→ **Dataset content**
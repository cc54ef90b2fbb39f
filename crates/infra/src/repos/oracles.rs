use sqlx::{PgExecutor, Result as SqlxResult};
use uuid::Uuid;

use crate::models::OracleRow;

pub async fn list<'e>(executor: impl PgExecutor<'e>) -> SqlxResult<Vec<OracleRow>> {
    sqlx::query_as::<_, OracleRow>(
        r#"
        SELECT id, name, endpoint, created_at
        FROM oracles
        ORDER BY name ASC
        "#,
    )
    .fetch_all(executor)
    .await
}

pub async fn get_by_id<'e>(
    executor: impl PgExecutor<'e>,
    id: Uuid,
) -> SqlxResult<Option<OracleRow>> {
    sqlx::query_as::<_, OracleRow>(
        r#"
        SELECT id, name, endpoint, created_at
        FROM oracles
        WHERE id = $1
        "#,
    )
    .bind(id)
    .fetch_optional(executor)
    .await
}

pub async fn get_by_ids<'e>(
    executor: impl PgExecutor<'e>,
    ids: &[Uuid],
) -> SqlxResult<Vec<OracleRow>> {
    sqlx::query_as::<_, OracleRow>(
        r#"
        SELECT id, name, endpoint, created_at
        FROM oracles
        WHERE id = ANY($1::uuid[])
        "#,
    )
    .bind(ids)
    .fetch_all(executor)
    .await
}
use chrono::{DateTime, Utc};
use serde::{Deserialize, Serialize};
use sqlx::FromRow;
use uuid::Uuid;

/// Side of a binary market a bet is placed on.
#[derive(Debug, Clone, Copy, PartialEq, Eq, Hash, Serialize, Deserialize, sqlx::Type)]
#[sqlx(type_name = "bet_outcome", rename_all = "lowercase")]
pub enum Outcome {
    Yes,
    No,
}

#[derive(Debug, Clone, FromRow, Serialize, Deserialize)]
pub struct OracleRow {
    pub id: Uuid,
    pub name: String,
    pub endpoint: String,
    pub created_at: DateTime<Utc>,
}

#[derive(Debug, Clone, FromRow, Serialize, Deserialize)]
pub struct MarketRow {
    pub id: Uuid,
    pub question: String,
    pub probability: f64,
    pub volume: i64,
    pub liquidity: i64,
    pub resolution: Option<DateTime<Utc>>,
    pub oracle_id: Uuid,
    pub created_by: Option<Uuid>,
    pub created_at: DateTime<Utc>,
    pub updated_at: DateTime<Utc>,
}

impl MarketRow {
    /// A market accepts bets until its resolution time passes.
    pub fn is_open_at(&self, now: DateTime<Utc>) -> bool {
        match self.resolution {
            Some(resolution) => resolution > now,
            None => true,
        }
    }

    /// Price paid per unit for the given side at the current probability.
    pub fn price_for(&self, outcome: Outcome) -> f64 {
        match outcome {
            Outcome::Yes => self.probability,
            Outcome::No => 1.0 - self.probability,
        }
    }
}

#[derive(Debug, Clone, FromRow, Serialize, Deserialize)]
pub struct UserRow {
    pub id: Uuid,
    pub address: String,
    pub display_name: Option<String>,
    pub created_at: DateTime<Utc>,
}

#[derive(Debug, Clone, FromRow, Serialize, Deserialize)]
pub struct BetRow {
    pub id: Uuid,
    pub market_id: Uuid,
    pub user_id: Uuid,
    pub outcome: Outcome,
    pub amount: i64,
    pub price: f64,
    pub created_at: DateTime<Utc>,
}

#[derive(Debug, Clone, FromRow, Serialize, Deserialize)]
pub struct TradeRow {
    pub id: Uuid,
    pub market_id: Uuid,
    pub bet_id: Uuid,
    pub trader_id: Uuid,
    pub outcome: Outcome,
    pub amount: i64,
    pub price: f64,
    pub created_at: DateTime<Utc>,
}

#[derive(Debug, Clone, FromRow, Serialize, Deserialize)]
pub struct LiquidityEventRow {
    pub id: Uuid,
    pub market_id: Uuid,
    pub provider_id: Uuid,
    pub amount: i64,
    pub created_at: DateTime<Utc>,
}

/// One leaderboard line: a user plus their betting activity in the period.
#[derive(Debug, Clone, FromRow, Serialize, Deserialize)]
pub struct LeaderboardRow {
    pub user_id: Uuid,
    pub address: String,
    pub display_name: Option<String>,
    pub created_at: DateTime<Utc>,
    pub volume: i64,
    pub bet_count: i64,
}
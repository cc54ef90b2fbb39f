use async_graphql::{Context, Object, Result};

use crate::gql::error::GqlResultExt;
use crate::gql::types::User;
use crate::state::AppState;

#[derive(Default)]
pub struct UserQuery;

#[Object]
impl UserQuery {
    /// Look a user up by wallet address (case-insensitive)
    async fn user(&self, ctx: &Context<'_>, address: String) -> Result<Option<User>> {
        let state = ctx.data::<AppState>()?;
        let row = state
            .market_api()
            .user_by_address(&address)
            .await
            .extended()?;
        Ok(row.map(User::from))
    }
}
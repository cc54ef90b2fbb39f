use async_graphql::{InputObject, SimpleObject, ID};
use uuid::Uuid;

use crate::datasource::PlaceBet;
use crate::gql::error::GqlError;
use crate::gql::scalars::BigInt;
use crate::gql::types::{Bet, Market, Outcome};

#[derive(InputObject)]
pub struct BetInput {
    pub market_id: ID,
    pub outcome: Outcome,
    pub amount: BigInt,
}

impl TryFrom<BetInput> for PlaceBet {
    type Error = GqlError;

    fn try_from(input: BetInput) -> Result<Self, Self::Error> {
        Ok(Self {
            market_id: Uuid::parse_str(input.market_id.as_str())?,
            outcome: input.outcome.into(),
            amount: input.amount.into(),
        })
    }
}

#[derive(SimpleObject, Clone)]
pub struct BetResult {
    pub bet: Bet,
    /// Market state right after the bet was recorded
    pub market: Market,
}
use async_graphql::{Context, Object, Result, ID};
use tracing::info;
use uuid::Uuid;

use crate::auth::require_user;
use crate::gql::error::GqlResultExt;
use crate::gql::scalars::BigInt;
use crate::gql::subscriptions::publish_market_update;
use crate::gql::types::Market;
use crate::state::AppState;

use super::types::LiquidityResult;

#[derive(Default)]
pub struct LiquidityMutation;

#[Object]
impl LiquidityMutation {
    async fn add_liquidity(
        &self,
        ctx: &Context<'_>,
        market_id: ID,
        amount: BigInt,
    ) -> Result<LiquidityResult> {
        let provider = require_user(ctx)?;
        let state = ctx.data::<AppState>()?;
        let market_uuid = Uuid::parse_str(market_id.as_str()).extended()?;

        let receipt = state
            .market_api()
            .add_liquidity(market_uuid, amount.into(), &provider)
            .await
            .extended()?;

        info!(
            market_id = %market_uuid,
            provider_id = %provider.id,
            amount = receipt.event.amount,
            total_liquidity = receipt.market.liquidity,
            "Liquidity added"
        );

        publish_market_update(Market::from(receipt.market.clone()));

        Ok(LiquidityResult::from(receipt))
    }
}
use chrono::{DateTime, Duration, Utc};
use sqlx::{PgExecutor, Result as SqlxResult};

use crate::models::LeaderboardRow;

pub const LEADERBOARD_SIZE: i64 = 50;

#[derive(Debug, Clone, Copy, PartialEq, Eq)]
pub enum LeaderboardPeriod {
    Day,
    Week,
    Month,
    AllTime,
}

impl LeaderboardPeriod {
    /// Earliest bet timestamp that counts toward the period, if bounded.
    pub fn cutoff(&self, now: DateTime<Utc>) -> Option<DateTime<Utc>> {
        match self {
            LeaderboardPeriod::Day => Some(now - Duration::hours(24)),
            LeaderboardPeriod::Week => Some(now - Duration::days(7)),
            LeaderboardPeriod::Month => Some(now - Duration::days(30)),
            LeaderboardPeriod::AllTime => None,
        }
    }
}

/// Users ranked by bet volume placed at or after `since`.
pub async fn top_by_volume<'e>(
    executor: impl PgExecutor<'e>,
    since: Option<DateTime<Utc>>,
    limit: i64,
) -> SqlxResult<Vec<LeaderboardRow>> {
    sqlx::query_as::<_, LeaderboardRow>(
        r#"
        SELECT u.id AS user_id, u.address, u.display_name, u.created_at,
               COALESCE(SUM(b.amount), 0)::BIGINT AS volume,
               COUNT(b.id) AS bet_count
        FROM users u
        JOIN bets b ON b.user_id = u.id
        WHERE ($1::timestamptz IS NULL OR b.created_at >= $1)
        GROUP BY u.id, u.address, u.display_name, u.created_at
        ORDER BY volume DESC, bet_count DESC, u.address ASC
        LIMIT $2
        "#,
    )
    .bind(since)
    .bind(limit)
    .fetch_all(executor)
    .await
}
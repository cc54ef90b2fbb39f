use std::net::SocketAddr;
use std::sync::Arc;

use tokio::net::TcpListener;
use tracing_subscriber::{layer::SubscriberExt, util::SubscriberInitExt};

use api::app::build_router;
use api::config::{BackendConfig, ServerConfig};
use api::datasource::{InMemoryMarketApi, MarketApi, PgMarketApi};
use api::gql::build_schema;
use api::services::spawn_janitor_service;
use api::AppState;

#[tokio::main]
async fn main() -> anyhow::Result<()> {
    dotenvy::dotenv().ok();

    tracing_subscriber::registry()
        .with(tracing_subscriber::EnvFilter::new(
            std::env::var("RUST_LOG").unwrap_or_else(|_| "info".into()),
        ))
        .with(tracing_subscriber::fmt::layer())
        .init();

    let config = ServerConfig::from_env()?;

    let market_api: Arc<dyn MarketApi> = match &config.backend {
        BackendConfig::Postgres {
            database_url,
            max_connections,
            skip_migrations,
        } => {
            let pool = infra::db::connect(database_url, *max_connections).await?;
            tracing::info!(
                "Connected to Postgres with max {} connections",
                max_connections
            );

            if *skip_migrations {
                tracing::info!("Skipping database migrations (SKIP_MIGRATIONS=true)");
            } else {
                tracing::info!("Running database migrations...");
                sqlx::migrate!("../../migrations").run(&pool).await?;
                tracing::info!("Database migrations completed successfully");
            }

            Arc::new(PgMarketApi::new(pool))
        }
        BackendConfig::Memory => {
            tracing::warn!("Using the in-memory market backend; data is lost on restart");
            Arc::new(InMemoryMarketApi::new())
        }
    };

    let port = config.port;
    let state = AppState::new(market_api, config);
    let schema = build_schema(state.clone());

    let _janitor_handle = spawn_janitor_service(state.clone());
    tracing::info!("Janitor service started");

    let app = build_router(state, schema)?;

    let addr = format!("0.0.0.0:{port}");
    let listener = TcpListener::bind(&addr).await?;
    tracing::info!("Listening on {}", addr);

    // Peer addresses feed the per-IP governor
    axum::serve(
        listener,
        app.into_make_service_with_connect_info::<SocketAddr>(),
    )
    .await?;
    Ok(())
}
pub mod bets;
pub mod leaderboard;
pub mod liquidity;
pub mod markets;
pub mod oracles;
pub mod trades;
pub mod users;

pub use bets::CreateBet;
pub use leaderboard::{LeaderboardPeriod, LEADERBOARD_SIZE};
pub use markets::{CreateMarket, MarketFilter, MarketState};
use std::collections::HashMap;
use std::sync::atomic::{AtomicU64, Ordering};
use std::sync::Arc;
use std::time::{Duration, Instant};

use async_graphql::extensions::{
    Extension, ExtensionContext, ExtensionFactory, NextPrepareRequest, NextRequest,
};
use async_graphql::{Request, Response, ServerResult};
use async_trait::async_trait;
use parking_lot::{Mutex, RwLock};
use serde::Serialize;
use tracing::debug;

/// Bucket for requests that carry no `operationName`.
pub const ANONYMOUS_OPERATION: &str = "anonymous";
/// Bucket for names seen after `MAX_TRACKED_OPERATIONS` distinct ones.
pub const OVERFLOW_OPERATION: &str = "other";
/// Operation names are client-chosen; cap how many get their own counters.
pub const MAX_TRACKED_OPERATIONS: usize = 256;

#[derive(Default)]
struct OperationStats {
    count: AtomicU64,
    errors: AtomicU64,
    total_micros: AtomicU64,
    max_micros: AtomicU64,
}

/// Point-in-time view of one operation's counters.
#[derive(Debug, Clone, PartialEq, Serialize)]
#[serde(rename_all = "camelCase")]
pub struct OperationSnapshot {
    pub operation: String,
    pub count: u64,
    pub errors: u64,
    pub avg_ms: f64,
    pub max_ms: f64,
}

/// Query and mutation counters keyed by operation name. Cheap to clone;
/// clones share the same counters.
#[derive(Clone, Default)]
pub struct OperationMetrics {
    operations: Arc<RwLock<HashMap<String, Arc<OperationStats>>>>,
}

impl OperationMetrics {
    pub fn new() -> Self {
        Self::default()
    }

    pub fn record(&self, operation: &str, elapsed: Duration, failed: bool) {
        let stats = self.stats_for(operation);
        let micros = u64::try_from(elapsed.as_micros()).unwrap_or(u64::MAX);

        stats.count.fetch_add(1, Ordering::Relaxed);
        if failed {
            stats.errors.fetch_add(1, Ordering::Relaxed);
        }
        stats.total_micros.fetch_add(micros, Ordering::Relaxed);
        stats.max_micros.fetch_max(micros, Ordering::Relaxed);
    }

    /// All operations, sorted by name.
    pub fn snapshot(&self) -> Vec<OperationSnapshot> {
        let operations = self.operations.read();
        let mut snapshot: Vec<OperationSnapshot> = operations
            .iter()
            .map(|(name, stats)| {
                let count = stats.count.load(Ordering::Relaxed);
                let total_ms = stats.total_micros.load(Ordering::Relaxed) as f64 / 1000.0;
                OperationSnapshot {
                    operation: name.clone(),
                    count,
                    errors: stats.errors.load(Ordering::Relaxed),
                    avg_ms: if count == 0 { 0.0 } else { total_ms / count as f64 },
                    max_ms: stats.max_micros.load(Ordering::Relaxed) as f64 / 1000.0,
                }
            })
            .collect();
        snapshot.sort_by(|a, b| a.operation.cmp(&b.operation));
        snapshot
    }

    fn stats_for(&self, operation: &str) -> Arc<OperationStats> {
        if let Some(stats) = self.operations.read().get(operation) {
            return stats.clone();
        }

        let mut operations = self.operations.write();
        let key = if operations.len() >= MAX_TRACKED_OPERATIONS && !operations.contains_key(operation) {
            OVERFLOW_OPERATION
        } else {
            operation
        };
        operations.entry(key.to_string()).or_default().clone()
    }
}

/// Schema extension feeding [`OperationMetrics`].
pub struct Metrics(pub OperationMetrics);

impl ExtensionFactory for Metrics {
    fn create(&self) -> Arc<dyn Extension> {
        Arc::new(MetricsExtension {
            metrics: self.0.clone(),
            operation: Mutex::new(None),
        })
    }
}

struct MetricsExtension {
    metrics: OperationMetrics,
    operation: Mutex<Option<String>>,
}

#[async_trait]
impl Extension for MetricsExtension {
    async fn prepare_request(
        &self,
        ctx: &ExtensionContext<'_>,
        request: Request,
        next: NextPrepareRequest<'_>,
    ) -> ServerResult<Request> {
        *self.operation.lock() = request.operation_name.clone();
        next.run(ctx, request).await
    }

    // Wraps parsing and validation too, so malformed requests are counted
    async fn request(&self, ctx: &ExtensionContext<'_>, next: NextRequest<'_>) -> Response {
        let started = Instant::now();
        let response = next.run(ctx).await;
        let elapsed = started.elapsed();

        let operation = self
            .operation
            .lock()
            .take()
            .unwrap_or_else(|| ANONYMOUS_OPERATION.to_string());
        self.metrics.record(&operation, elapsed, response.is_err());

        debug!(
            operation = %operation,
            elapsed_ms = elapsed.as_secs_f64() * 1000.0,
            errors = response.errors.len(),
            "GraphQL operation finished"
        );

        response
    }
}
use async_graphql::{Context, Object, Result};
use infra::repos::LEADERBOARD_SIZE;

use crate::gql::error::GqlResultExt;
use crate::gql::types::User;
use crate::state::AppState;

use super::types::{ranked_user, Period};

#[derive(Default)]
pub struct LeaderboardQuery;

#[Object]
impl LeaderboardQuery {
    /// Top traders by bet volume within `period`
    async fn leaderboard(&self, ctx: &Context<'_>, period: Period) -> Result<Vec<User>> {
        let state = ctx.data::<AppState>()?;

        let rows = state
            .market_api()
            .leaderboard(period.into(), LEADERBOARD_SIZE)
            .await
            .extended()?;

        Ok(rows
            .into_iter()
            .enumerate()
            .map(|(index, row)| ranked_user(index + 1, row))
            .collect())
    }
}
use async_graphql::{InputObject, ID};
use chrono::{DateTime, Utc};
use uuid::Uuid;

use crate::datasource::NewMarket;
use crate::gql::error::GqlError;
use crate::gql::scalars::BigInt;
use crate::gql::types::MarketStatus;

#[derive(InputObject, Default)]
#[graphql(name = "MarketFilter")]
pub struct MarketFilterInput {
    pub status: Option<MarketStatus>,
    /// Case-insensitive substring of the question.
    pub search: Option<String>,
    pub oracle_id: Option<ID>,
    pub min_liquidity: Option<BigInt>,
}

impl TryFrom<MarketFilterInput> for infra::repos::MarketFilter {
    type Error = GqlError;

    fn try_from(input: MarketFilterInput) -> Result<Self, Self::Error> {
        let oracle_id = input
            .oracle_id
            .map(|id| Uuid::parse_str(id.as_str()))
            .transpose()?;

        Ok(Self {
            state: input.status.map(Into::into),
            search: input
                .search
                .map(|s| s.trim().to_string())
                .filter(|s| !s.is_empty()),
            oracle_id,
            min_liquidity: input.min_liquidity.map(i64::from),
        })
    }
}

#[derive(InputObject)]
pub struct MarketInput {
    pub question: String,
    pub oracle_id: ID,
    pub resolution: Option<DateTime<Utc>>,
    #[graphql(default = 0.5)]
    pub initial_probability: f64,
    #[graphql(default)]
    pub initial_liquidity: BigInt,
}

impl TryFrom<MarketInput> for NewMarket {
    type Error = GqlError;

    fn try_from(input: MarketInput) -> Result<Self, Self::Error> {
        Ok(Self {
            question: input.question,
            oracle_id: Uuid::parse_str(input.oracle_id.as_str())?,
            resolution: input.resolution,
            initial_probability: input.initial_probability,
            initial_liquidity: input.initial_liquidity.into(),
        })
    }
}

→ **What the task requires**
Scanning the data above, copy out every line where "InMemoryMarketApi" is found.

→ **Written response**
use api::datasource::{InMemoryMarketApi, MarketApi, PgMarketApi};
            Arc::new(InMemoryMarketApi::new())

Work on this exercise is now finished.